Scotland has passed a controversial Bill that many people believe to be a direct threat to free speech. MSPs have backed the Bill, which passed by 82 votes in March 2021.

The legislation seems to combine existing free speech laws and extend protections for groups deemed to be ‘marginalised’ whilst creating a new offence of ‘stirring up hatred’.

The Bill covers all current protected characteristics – including religion, gender, race and sexual orientation – except sex, to protect transgender identity.

There has been a significant backlash to this, from groups from all walks of life. Religious groups, journalists, writers and even police have raised concerns about the impact it could have on freedom of expression.

The Scottish Government reiterated that ‘stirring up hatred’ would only be considered an offence if it was intentional.

This Bill needs to be repealed urgently. The existing laws that Scotland had already provided a satisfactory response to alleged ‘hate speech’ but this law could have dangerous, chilling effects on the future of freedom of speech in Scotland.

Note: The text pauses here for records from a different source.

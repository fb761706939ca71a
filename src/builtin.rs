//! Built-in action schemas and the classes map (spec §6).

use std::collections::HashMap;

use crate::ast::ClassDef;
use crate::schema::Schema;

/// `notify`, `return`, `save` — each with no inputs and no outputs.
pub fn builtin_action_schema(channel: &str) -> Option<Schema> {
    match channel {
        "notify" | "return" | "save" => Some(Schema::new()),
        _ => None,
    }
}

/// `kind -> { extends: kind, ... }`.
#[derive(Debug, Default, Clone)]
pub struct Classes {
    extends: HashMap<String, String>,
}

impl Classes {
    pub fn from_defs(defs: &[ClassDef]) -> Self {
        let mut extends = HashMap::new();
        for def in defs {
            if let Some(parent) = &def.extends {
                extends.insert(def.kind.clone(), parent.clone());
            }
        }
        Classes { extends }
    }

    /// Substitutes `extends` for `kind` if `kind` is a known class alias.
    pub fn effective_kind<'a>(&'a self, kind: &'a str) -> &'a str {
        self.extends.get(kind).map(|s| s.as_str()).unwrap_or(kind)
    }
}
//! `Program`, `Declaration`, `Rule`, `Policy` (spec §3, §4.9).

use serde::{Deserialize, Serialize};

use crate::ast::invocation::Invocation;
use crate::ast::stream::Stream;
use crate::ast::table::Table;
use crate::ast::value::Value;
use crate::ast::BooleanExpression;
use crate::error::Span;
use crate::schema::Schema;
use crate::types::Type;

#[derive(Debug, Clone, Serialize, Deserialize)]
pub struct ClassDef {
    pub kind: String,
    pub extends: Option<String>,
}

#[derive(Debug, Clone, Serialize, Deserialize)]
pub enum StreamOrTable {
    Stream(Stream),
    Table(Table),
}

impl StreamOrTable {
    pub fn schema(&self) -> Option<&Schema> {
        match self {
            StreamOrTable::Stream(s) => s.schema(),
            StreamOrTable::Table(t) => t.schema(),
        }
    }
}

#[derive(Debug, Clone, Serialize, Deserialize)]
pub enum DeclarationValue {
    Stream(Stream),
    Table(Table),
    Action(Invocation),
}

#[derive(Debug, Clone, Copy, PartialEq, Eq, Serialize, Deserialize)]
pub enum DeclarationKind {
    Stream,
    Table,
    Action,
}

#[derive(Debug, Clone, Serialize, Deserialize)]
pub struct Declaration {
    pub name: String,
    pub kind: DeclarationKind,
    /// Lambda parameters, declared before the body is checked.
    pub args: Vec<(String, Type)>,
    pub value: DeclarationValue,
}

#[derive(Debug, Clone, Serialize, Deserialize)]
pub struct Rule {
    pub stream_or_table: Option<StreamOrTable>,
    pub actions: Vec<Invocation>,
}

/// One side (query or action) of a permission rule: a Thingpedia kind plus
/// the filter that restricts which invocations of it are allowed.
#[derive(Debug, Clone, Serialize, Deserialize)]
pub struct PermissionFunction {
    pub kind: String,
    pub filter: BooleanExpression,
    #[serde(skip)]
    pub schema: Option<Schema>,
    pub span: Option<Span>,
}

#[derive(Debug, Clone, Serialize, Deserialize)]
pub struct Policy {
    pub principal: Option<Value>,
    pub query: PermissionFunction,
    pub action: PermissionFunction,
}

#[derive(Debug, Clone, Default, Serialize, Deserialize)]
pub struct Program {
    pub classes: Vec<ClassDef>,
    pub declarations: Vec<Declaration>,
    pub rules: Vec<Rule>,
    pub principal: Option<Value>,
}
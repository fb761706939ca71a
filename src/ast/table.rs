//! Table constructors (spec §3, §4.8): the recursive structure the
//! composer (C8) walks over.

use serde::{Deserialize, Serialize};

use crate::ast::invocation::{InputParam, Invocation};
use crate::ast::value::Value;
use crate::ast::BooleanExpression;
use crate::error::Span;
use crate::schema::Schema;

#[derive(Debug, Clone, Serialize, Deserialize)]
pub enum Table {
    Invocation {
        invocation: Invocation,
        #[serde(skip)]
        schema: Option<Schema>,
    },
    VarRef {
        name: String,
        span: Option<Span>,
        #[serde(skip)]
        schema: Option<Schema>,
    },
    Filter {
        table: Box<Table>,
        filter: BooleanExpression,
        #[serde(skip)]
        schema: Option<Schema>,
    },
    Projection {
        table: Box<Table>,
        args: Vec<String>,
        #[serde(skip)]
        schema: Option<Schema>,
    },
    Alias {
        table: Box<Table>,
        name: String,
        #[serde(skip)]
        schema: Option<Schema>,
    },
    Aggregation {
        table: Box<Table>,
        field: String,
        op: String,
        alias: Option<String>,
        #[serde(skip)]
        schema: Option<Schema>,
    },
    ArgMinMax {
        table: Box<Table>,
        field: String,
        op: String,
        base: Value,
        limit: Value,
        #[serde(skip)]
        schema: Option<Schema>,
    },
    Join {
        lhs: Box<Table>,
        rhs: Box<Table>,
        in_params: Vec<InputParam>,
        #[serde(skip)]
        schema: Option<Schema>,
    },
    Window {
        table: Box<Table>,
        base: Value,
        delta: Value,
        #[serde(skip)]
        schema: Option<Schema>,
    },
    TimeSeries {
        table: Box<Table>,
        base: Value,
        delta: Value,
        #[serde(skip)]
        schema: Option<Schema>,
    },
    Sequence {
        table: Box<Table>,
        base: Value,
        delta: Value,
        #[serde(skip)]
        schema: Option<Schema>,
    },
    History {
        table: Box<Table>,
        base: Value,
        delta: Value,
        #[serde(skip)]
        schema: Option<Schema>,
    },
    Compute {
        table: Box<Table>,
        expr: crate::ast::expr::ScalarExpression,
        alias: Option<String>,
        #[serde(skip)]
        schema: Option<Schema>,
    },
}

impl Table {
    pub fn schema(&self) -> Option<&Schema> {
        match self {
            Table::Invocation { schema, .. }
            | Table::VarRef { schema, .. }
            | Table::Filter { schema, .. }
            | Table::Projection { schema, .. }
            | Table::Alias { schema, .. }
            | Table::Aggregation { schema, .. }
            | Table::ArgMinMax { schema, .. }
            | Table::Join { schema, .. }
            | Table::Window { schema, .. }
            | Table::TimeSeries { schema, .. }
            | Table::Sequence { schema, .. }
            | Table::History { schema, .. }
            | Table::Compute { schema, .. } => schema.as_ref(),
        }
    }

    pub fn set_schema(&mut self, new_schema: Schema) {
        let slot = match self {
            Table::Invocation { schema, .. }
            | Table::VarRef { schema, .. }
            | Table::Filter { schema, .. }
            | Table::Projection { schema, .. }
            | Table::Alias { schema, .. }
            | Table::Aggregation { schema, .. }
            | Table::ArgMinMax { schema, .. }
            | Table::Join { schema, .. }
            | Table::Window { schema, .. }
            | Table::TimeSeries { schema, .. }
            | Table::Sequence { schema, .. }
            | Table::History { schema, .. }
            | Table::Compute { schema, .. } => schema,
        };
        *slot = Some(new_schema);
    }
}
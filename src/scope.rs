//! The lexical environment (C4) threaded through composition: globals
//! (declarations bound as first-class schemas), locals (parameters and
//! projected outputs), name conflicts raised by join, pending required
//! inputs awaiting supply, and the lambda-argument rename map.
//!
//! Modeled on `prql-compiler`'s `Module` (nested-namespace lookup), flattened
//! to ThingTalk's single global/local split since Thingpedia functions don't
//! nest namespaces the way PRQL modules do.

use std::collections::{HashMap, HashSet};

use crate::error::{CheckError, Reason};
use crate::schema::Schema;
use crate::types::Type;

#[derive(Debug, Clone, Default)]
pub struct Scope {
    pub(crate) globals: HashMap<String, Schema>,
    pub(crate) locals: HashMap<String, Type>,
    pub(crate) conflicts: HashSet<String>,
    pub has_event: bool,

    /// Required inputs seen but not yet supplied at the current composition
    /// point; lifted into the enclosing schema at the next boundary (see
    /// `primitive_checker::push_in_req`).
    pub in_req: HashMap<String, Type>,

    /// For each lambda parameter name, the aliases it has been bound to at
    /// call sites (collected so the declaration's schema can be renamed to
    /// match the call site afterward).
    pub lambda_args: HashMap<String, Vec<String>>,
}

impl Scope {
    pub fn new() -> Self {
        Scope::default()
    }

    pub fn has(&self, name: &str) -> bool {
        self.locals.contains_key(name)
    }

    pub fn has_global(&self, name: &str) -> bool {
        self.globals.contains_key(name)
    }

    /// `get`: throws `FieldConflict` if the name was made ambiguous by a
    /// join, else looks it up among locals.
    pub fn get(&self, name: &str) -> Result<Type, CheckError> {
        if self.conflicts.contains(name) {
            return Err(CheckError::new(Reason::FieldConflict {
                name: name.to_string(),
            }));
        }
        self.locals
            .get(name)
            .cloned()
            .ok_or_else(|| CheckError::new(Reason::VariableNotInScope { name: name.to_string() }))
    }

    pub fn get_global(&self, name: &str) -> Option<&Schema> {
        self.globals.get(name)
    }

    pub fn add(&mut self, name: &str, ty: Type) {
        self.locals.insert(name.to_string(), ty);
    }

    /// `addGlobal`: throws `FieldRedefinition` on redefinition.
    pub fn add_global(&mut self, name: &str, schema: Schema) -> Result<(), CheckError> {
        if self.globals.contains_key(name) {
            return Err(CheckError::new(Reason::FieldRedefinition {
                name: name.to_string(),
            }));
        }
        self.globals.insert(name.to_string(), schema);
        Ok(())
    }

    pub fn add_conflict(&mut self, name: &str) {
        self.conflicts.insert(name.to_string());
    }

    /// Removes a local and, per the resolved Open Question (spec §9), also
    /// clears any matching conflict entry (the original leaves this as a
    /// likely-dead `delete` on a set, which is a no-op).
    pub fn remove(&mut self, name: &str) {
        self.locals.remove(name);
        self.conflicts.remove(name);
    }

    /// `assign(map)`: routes table/stream entries to globals as empty
    /// schemas, function-def entries to globals as themselves, and
    /// everything else to locals.
    pub fn assign(&mut self, outputs: &HashMap<String, Type>) {
        for (name, ty) in outputs {
            match ty {
                Type::FunctionDef(schema) => {
                    let _ = self.add_global(name, (**schema).clone());
                }
                _ => self.add(name, ty.clone()),
            }
        }
    }

    /// `clean(args?)`: resets locals and the event flag; if `args` is given,
    /// also strips those names from globals (used when leaving a
    /// declaration's lambda scope).
    pub fn clean(&mut self, args: Option<&[String]>) {
        self.locals.clear();
        self.conflicts.clear();
        self.has_event = false;
        self.in_req.clear();
        if let Some(args) = args {
            for name in args {
                self.globals.remove(name);
            }
        }
    }

    /// `prefix(p)`: renames every local `k` to `p.k`, used by `Alias` so
    /// sibling references must qualify with the alias.
    pub fn prefix(&mut self, prefix: &str) {
        let renamed: HashMap<String, Type> = self
            .locals
            .drain()
            .map(|(k, v)| (format!("{prefix}.{k}"), v))
            .collect();
        self.locals = renamed;
    }

    /// `merge(other)`: copies `other`'s globals and locals into `self`.
    ///
    /// Per the resolved Open Question (spec §9), `other`'s globals are
    /// merged as globals (not routed through `add`, which the original
    /// appears to do by mistake).
    pub fn merge(&mut self, other: &Scope) {
        for (name, schema) in &other.globals {
            self.globals.entry(name.clone()).or_insert_with(|| schema.clone());
        }
        for (name, ty) in &other.locals {
            self.locals.insert(name.clone(), ty.clone());
        }
        self.has_event = self.has_event || other.has_event;
        for name in &other.conflicts {
            self.conflicts.insert(name.clone());
        }
    }

    /// `initLambdaArgs(args)`: adds a declaration's parameters as locals and
    /// seeds the lambda-args map.
    pub fn init_lambda_args(&mut self, args: &[(String, Type)]) {
        for (name, ty) in args {
            self.add(name, ty.clone());
            self.lambda_args.entry(name.clone()).or_default();
        }
    }

    pub fn is_lambda_arg(&self, name: &str) -> bool {
        self.lambda_args.contains_key(name)
    }

    /// `updateLambdaArgs`: records that the lambda parameter `lambda_name`
    /// was bound via the call-site name `actual_name`.
    pub fn update_lambda_args(&mut self, lambda_name: &str, actual_name: &str) {
        self.lambda_args
            .entry(lambda_name.to_string())
            .or_default()
            .push(actual_name.to_string());
    }
}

One of the more particularly troubling aspects of this bill is the fact that it extends to the home. The previous law had a “dwelling defence” clause, meaning that you could not be prosecuted for alleged hate speech in the privacy of your own home. This new Bill scraps that.

This is a worrying sign. Why should anybody – especially the government – get to decide what can and can’t be said in the privacy of your own home? Is the government the gatekeeper of morality, deciding what can and can’t be said?

Removing protections of the home environment means there is no safe haven for free expression. If I were to say something to somebody in my own home, that the legislation deems at ‘stirring up hatred’, I could be reported and arrested. A line has been clearly crossed. It’s simply too much power for the government to have.

The Christian Institute discussed the Bill. Video credit: The Christian Institute

Scottish Conservative justice spokesman Liam Kerr said there was “inherent ambiguity” in the language of the legislation, and he is correct. Ambiguity can easily lead to weaponisation.

Another issue that should be addressed is the lack of protection for the characteristic of sex. In a society of self-identification where sex and gender are apparently entirely subjective, malleable and flexible to suit a person’s worldview, the lack of protection for the sex characteristic is a clear indication of the impact transgender ideology and lobbying is having on the Scottish government.

The LGBT community already finds itself in the midst of an ideological civil war, particularly between lesbians and transgender women, where sex and gender are thrown in question.

If a woman (who was born a woman) does not feel comfortable sharing a space where vulnerability is paramount (such as a changing room) with a transgender woman, would she be committing a hate crime? Could she prosecuted for expressing her views on sex?

According to a report by the BBC, 0.5% of adults in Scotland identify as transgender. Why then, should biological sex be relegated to a simple emotion at the expense of the other 99.5%?

Logic dictates that biology determines sex, but the Hate Crime Bill has other ideas. Biological sex – and the social norms and attitudes thereof – have been sacrificed for intolerant ideological bigotry. This is not only about social settings, but academic freedom also.

MP for South of Scotland Michelle Ballantyne voices her disapproval of the Bill.

If somebody were to release a study which scrutinises or challenges transgender identity or ideology, it would be as simple as using the Bill’s ambiguous nature to prove that a person was ‘stirring up hatred’, and to remove the study from the academic arena.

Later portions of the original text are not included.